-- Task directions --
Each line of the data must be reproduced as it appears.

[Extracted records]
_ _ _

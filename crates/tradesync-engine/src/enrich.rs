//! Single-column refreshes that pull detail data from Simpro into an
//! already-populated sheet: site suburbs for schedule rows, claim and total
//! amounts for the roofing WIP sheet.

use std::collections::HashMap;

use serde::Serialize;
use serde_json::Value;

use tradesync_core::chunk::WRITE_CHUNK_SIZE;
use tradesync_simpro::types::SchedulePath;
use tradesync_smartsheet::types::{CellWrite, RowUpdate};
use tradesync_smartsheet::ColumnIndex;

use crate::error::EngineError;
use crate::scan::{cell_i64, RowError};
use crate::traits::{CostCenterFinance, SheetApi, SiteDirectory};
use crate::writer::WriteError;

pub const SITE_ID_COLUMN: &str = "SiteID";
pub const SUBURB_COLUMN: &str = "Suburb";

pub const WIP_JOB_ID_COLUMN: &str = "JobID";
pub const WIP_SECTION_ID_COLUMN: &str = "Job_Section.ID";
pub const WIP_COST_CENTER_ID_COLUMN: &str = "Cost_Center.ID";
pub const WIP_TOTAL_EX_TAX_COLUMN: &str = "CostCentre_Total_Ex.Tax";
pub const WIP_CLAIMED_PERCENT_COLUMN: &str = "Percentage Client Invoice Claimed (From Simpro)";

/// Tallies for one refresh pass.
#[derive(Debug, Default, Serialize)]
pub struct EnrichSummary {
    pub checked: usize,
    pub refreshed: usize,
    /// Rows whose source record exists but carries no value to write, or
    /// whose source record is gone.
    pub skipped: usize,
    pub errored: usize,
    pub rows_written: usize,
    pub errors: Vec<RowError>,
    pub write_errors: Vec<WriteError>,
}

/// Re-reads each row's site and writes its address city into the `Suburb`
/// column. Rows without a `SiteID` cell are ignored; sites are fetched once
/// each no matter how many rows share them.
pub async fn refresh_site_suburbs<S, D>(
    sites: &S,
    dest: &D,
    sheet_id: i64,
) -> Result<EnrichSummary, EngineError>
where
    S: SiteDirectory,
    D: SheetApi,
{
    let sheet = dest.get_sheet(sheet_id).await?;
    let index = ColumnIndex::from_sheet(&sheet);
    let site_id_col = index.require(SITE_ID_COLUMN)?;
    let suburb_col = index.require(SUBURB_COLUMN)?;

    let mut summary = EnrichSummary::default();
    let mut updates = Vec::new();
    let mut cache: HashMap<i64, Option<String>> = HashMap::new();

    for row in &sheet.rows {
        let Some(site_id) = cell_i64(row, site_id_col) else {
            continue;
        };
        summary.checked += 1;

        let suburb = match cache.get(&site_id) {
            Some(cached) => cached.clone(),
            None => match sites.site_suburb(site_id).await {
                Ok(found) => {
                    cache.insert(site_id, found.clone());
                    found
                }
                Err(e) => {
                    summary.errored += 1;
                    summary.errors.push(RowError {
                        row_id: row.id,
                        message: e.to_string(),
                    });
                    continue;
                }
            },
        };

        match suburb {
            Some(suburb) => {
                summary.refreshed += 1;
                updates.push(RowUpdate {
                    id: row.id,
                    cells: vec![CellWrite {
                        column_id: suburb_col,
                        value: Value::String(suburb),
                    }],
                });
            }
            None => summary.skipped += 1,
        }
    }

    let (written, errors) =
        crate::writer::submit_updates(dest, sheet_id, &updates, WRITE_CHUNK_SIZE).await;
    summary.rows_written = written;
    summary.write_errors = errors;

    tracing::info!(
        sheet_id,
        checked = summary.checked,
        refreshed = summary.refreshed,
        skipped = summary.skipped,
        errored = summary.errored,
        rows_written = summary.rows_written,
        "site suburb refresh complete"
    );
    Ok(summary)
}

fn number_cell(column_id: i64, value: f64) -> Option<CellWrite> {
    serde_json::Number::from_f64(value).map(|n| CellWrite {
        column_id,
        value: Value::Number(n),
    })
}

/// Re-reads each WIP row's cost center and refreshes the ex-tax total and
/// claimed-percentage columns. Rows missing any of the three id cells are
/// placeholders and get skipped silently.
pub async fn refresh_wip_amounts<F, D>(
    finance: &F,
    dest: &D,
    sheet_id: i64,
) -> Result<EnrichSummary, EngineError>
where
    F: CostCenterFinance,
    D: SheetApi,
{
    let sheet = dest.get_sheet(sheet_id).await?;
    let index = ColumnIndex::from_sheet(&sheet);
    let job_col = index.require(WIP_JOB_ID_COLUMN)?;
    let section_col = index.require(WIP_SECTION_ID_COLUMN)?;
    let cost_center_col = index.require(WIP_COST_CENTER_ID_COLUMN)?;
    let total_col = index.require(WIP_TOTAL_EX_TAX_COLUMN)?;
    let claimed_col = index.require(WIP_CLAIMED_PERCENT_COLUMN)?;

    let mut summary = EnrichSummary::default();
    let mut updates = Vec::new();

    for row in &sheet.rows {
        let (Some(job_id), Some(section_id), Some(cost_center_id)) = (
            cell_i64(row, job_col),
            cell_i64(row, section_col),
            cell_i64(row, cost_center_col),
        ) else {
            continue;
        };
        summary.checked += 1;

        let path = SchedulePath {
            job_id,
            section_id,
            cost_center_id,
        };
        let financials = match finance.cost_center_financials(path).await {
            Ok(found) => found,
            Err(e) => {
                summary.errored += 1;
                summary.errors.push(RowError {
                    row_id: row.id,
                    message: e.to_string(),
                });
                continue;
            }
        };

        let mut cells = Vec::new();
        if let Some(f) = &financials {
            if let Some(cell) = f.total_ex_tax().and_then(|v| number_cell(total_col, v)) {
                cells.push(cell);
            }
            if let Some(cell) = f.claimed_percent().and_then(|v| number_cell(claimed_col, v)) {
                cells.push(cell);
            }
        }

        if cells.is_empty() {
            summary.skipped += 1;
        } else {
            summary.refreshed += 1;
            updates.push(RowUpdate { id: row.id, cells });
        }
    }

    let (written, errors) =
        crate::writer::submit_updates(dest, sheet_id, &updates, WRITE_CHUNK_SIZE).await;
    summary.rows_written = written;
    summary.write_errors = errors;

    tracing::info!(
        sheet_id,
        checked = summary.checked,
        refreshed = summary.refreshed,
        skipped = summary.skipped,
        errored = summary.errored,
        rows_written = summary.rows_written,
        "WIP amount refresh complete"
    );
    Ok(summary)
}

_ _ _

-- Task output --
filename crates/tradesync-engine/src/enrich.rs
//! Single-column refreshes that pull detail data from Simpro into an
//! already-populated sheet: site suburbs for schedule rows, claim and total
//! amounts for the roofing WIP sheet.

use std::collections::HashMap;

use serde::Serialize;
use serde_json::Value;

use tradesync_core::chunk::WRITE_CHUNK_SIZE;
use tradesync_simpro::types::SchedulePath;
use tradesync_smartsheet::types::{CellWrite, RowUpdate};
use tradesync_smartsheet::ColumnIndex;

use crate::error::EngineError;
use crate::scan::{cell_i64, RowError};
use crate::traits::{CostCenterFinance, SheetApi, SiteDirectory};
use crate::writer::WriteError;

pub const SITE_ID_COLUMN: &str = "SiteID";
pub const SUBURB_COLUMN: &str = "Suburb";

pub const WIP_JOB_ID_COLUMN: &str = "JobID";
pub const WIP_SECTION_ID_COLUMN: &str = "Job_Section.ID";
pub const WIP_COST_CENTER_ID_COLUMN: &str = "Cost_Center.ID";
pub const WIP_TOTAL_EX_TAX_COLUMN: &str = "CostCentre_Total_Ex.Tax";
pub const WIP_CLAIMED_PERCENT_COLUMN: &str = "Percentage Client Invoice Claimed (From Simpro)";

/// Tallies for one refresh pass.
#[derive(Debug, Default, Serialize)]
pub struct EnrichSummary {
    pub checked: usize,
    pub refreshed: usize,
    /// Rows whose source record exists but carries no value to write, or
    /// whose source record is gone.
    pub skipped: usize,
    pub errored: usize,
    pub rows_written: usize,
    pub errors: Vec<RowError>,
    pub write_errors: Vec<WriteError>,
}

/// Re-reads each row's site and writes its address city into the `Suburb`
/// column. Rows without a `SiteID` cell are ignored; sites are fetched once
/// each no matter how many rows share them.
pub async fn refresh_site_suburbs<S, D>(
    sites: &S,
    dest: &D,
    sheet_id: i64,
) -> Result<EnrichSummary, EngineError>
where
    S: SiteDirectory,
    D: SheetApi,
{
    let sheet = dest.get_sheet(sheet_id).await?;
    let index = ColumnIndex::from_sheet(&sheet);
    let site_id_col = index.require(SITE_ID_COLUMN)?;
    let suburb_col = index.require(SUBURB_COLUMN)?;

    let mut summary = EnrichSummary::default();
    let mut updates = Vec::new();
    let mut cache: HashMap<i64, Option<String>> = HashMap::new();

    for row in &sheet.rows {
        let Some(site_id) = cell_i64(row, site_id_col) else {
            continue;
        };
        summary.checked += 1;

        let suburb = match cache.get(&site_id) {
            Some(cached) => cached.clone(),
            None => match sites.site_suburb(site_id).await {
                Ok(found) => {
                    cache.insert(site_id, found.clone());
                    found
                }
                Err(e) => {
                    summary.errored += 1;
                    summary.errors.push(RowError {
                        row_id: row.id,
                        message: e.to_string(),
                    });
                    continue;
                }
            },
        };

        match suburb {
            Some(suburb) => {
                summary.refreshed += 1;
                updates.push(RowUpdate {
                    id: row.id,
                    cells: vec![CellWrite {
                        column_id: suburb_col,
                        value: Value::String(suburb),
                    }],
                });
            }
            None => summary.skipped += 1,
        }
    }

    let (written, errors) =
        crate::writer::submit_updates(dest, sheet_id, &updates, WRITE_CHUNK_SIZE).await;
    summary.rows_written = written;
    summary.write_errors = errors;

    tracing::info!(
        sheet_id,
        checked = summary.checked,
        refreshed = summary.refreshed,
        skipped = summary.skipped,
        errored = summary.errored,
        rows_written = summary.rows_written,
        "site suburb refresh complete"
    );
    Ok(summary)
}

fn number_cell(column_id: i64, value: f64) -> Option<CellWrite> {
    serde_json::Number::from_f64(value).map(|n| CellWrite {
        column_id,
        value: Value::Number(n),
    })
}

/// Re-reads each WIP row's cost center and refreshes the ex-tax total and
/// claimed-percentage columns. Rows missing any of the three id cells are
/// placeholders and get skipped silently.
pub async fn refresh_wip_amounts<F, D>(
    finance: &F,
    dest: &D,
    sheet_id: i64,
) -> Result<EnrichSummary, EngineError>
where
    F: CostCenterFinance,
    D: SheetApi,
{
    let sheet = dest.get_sheet(sheet_id).await?;
    let index = ColumnIndex::from_sheet(&sheet);
    let job_col = index.require(WIP_JOB_ID_COLUMN)?;
    let section_col = index.require(WIP_SECTION_ID_COLUMN)?;
    let cost_center_col = index.require(WIP_COST_CENTER_ID_COLUMN)?;
    let total_col = index.require(WIP_TOTAL_EX_TAX_COLUMN)?;
    let claimed_col = index.require(WIP_CLAIMED_PERCENT_COLUMN)?;

    let mut summary = EnrichSummary::default();
    let mut updates = Vec::new();

    for row in &sheet.rows {
        let (Some(job_id), Some(section_id), Some(cost_center_id)) = (
            cell_i64(row, job_col),
            cell_i64(row, section_col),
            cell_i64(row, cost_center_col),
        ) else {
            continue;
        };
        summary.checked += 1;

        let path = SchedulePath {
            job_id,
            section_id,
            cost_center_id,
        };
        let financials = match finance.cost_center_financials(path).await {
            Ok(found) => found,
            Err(e) => {
                summary.errored += 1;
                summary.errors.push(RowError {
                    row_id: row.id,
                    message: e.to_string(),
                });
                continue;
            }
        };

        let mut cells = Vec::new();
        if let Some(f) = &financials {
            if let Some(cell) = f.total_ex_tax().and_then(|v| number_cell(total_col, v)) {
                cells.push(cell);
            }
            if let Some(cell) = f.claimed_percent().and_then(|v| number_cell(claimed_col, v)) {
                cells.push(cell);
            }
        }

        if cells.is_empty() {
            summary.skipped += 1;
        } else {
            summary.refreshed += 1;
            updates.push(RowUpdate { id: row.id, cells });
        }
    }

    let (written, errors) =
        crate::writer::submit_updates(dest, sheet_id, &updates, WRITE_CHUNK_SIZE).await;
    summary.rows_written = written;
    summary.write_errors = errors;

    tracing::info!(
        sheet_id,
        checked = summary.checked,
        refreshed = summary.refreshed,
        skipped = summary.skipped,
        errored = summary.errored,
        rows_written = summary.rows_written,
        "WIP amount refresh complete"
    );
    Ok(summary)
}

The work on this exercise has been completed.